The computer was designed by its inventors as a universal machine. That is a machine able to execute any process, as soon as this process can be described.
This is a very peculiar property. If you can exhaustively describe a system on a sheet of paper, this system can be embodied, implemented, in a computer.
The system description is called an algorithm. Its implementation in a computer is a computer program. A program can be started, in which case the system functions. The system is stopped by stopping the program.
Algorithms can be written in any langage. But to be able to be understood by a computer, it must be expressed in a computer langage. There are many computer langages (Fortran, Pascal, Lisp, C, C++, java, DHTML, basic, lingo, etc…). These are textual langages, made of words. There are also visual langages, made out of a graphical vocabulary, like Max, NeMo or BigEye.

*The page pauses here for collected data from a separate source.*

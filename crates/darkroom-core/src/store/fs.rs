//! Blob store on a local directory.
//!
//! Layout: one file per key directly under the root, plus a
//! `{key}.meta.json` sidecar holding the media type. Writes go to a hidden
//! temp file first and are renamed into place, so a reader never sees a
//! half-written blob.

use async_trait::async_trait;
use serde::{Deserialize, Serialize};
use std::io::ErrorKind;
use std::path::{Path, PathBuf};
use tokio::fs;
use tokio::io::AsyncWriteExt;

use super::{validate_key, ArtifactStore, BlobReader, BlobStat};
use crate::error::{StorageError, StorageResult};
use crate::pipeline::sniff::OCTET_STREAM;

pub(crate) const SIDECAR_SUFFIX: &str = ".meta.json";

#[derive(Debug, Serialize, Deserialize)]
struct Sidecar {
    media_type: String,
}

/// Filesystem-backed [`ArtifactStore`].
#[derive(Debug, Clone)]
pub struct FsArtifactStore {
    root: PathBuf,
}

impl FsArtifactStore {
    /// Open (and create if needed) a store rooted at `root`.
    pub async fn open(root: impl Into<PathBuf>) -> StorageResult<Self> {
        let root = root.into();
        fs::create_dir_all(&root)
            .await
            .map_err(|source| StorageError::Write {
                key: root.display().to_string(),
                source,
            })?;
        tracing::debug!("Blob store at {:?}", root);
        Ok(Self { root })
    }

    pub fn root(&self) -> &Path {
        &self.root
    }

    fn blob_path(&self, key: &str) -> PathBuf {
        self.root.join(key)
    }

    fn sidecar_path(&self, key: &str) -> PathBuf {
        self.root.join(format!("{key}{SIDECAR_SUFFIX}"))
    }

    async fn read_media_type(&self, key: &str) -> String {
        match fs::read(self.sidecar_path(key)).await {
            Ok(raw) => serde_json::from_slice::<Sidecar>(&raw)
                .map(|s| s.media_type)
                .unwrap_or_else(|_| OCTET_STREAM.to_string()),
            Err(_) => OCTET_STREAM.to_string(),
        }
    }

    /// Write `bytes` to a temp file next to `dest`, then rename over it.
    async fn write_atomic(&self, key: &str, dest: &Path, bytes: &[u8]) -> StorageResult<()> {
        let tmp = self
            .root
            .join(format!(".tmp-{}", uuid::Uuid::new_v4().simple()));
        let write_err = |source| StorageError::Write {
            key: key.to_string(),
            source,
        };

        let result = async {
            let mut file = fs::File::create(&tmp).await?;
            file.write_all(bytes).await?;
            file.sync_all().await?;
            drop(file);
            fs::rename(&tmp, dest).await
        }
        .await;

        if let Err(e) = result {
            let _ = fs::remove_file(&tmp).await;
            return Err(write_err(e));
        }
        Ok(())
    }
}

async fn remove_if_present(path: &Path) -> std::io::Result<()> {
    match fs::remove_file(path).await {
        Err(e) if e.kind() != ErrorKind::NotFound => Err(e),
        _ => Ok(()),
    }
}

#[async_trait]
impl ArtifactStore for FsArtifactStore {
    async fn get(&self, key: &str) -> StorageResult<BlobReader> {
        validate_key(key)?;
        let file = match fs::File::open(self.blob_path(key)).await {
            Ok(file) => file,
            Err(e) if e.kind() == ErrorKind::NotFound => {
                return Err(StorageError::NotFound(key.to_string()))
            }
            Err(source) => {
                return Err(StorageError::Read {
                    key: key.to_string(),
                    source,
                })
            }
        };
        let size = file
            .metadata()
            .await
            .map_err(|source| StorageError::Read {
                key: key.to_string(),
                source,
            })?
            .len();
        let media_type = self.read_media_type(key).await;

        Ok(BlobReader::new(
            key,
            BlobStat { media_type, size },
            Box::new(file),
        ))
    }

    async fn put(&self, key: &str, bytes: Vec<u8>, media_type: &str) -> StorageResult<()> {
        validate_key(key)?;
        let sidecar = serde_json::to_vec(&Sidecar {
            media_type: media_type.to_string(),
        })
        .map_err(|e| StorageError::Write {
            key: key.to_string(),
            source: e.into(),
        })?;

        // Sidecar first: a blob that exists always has its media type.
        let sidecar_path = self.sidecar_path(key);
        self.write_atomic(key, &sidecar_path, &sidecar).await?;
        if let Err(e) = self.write_atomic(key, &self.blob_path(key), &bytes).await {
            if let Err(cleanup) = remove_if_present(&sidecar_path).await {
                tracing::warn!("Could not remove sidecar for {}: {}", key, cleanup);
            }
            return Err(e);
        }
        tracing::trace!("Stored blob {} ({} bytes)", key, bytes.len());
        Ok(())
    }

    async fn remove(&self, key: &str) -> StorageResult<()> {
        validate_key(key)?;
        let write_err = |source| StorageError::Write {
            key: key.to_string(),
            source,
        };
        remove_if_present(&self.blob_path(key))
            .await
            .map_err(write_err)?;
        remove_if_present(&self.sidecar_path(key))
            .await
            .map_err(write_err)?;
        Ok(())
    }

    async fn stat(&self, key: &str) -> StorageResult<BlobStat> {
        validate_key(key)?;
        let meta = match fs::metadata(self.blob_path(key)).await {
            Ok(meta) => meta,
            Err(e) if e.kind() == ErrorKind::NotFound => {
                return Err(StorageError::NotFound(key.to_string()))
            }
            Err(source) => {
                return Err(StorageError::Read {
                    key: key.to_string(),
                    source,
                })
            }
        };
        Ok(BlobStat {
            media_type: self.read_media_type(key).await,
            size: meta.len(),
        })
    }
}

Computer programs are also called applications, software, etc…The browser with wich you are reading this text is a program, that contains a large number of algorithms. These algorithms have been invented by theoricians and implemented by programmers (who are often one and the same person).
An algorithm consists in rules, operations, memory, and usually in computers, inputs and outputs. The operations transform the values of the memories, the inputs and the outputs. The rules define which operations to execute depending on conditions on values of inputs and memories.
Algorithms are fundamentally deterministic and do not know randomness. But randomness can be simulated, or the programme can branch on external reality in order to introduce randomness inside the algorithm.
A program is thus a dynamic object, which is not the case for an image, a sound, a movie or a sculpture. A program acts and reacts, according to internal states or relatively to its environmen: it has a behavior. This dynamic property along with the universal malleability of the algorithm are the reason why the computer is a radically new medium of creation and expression.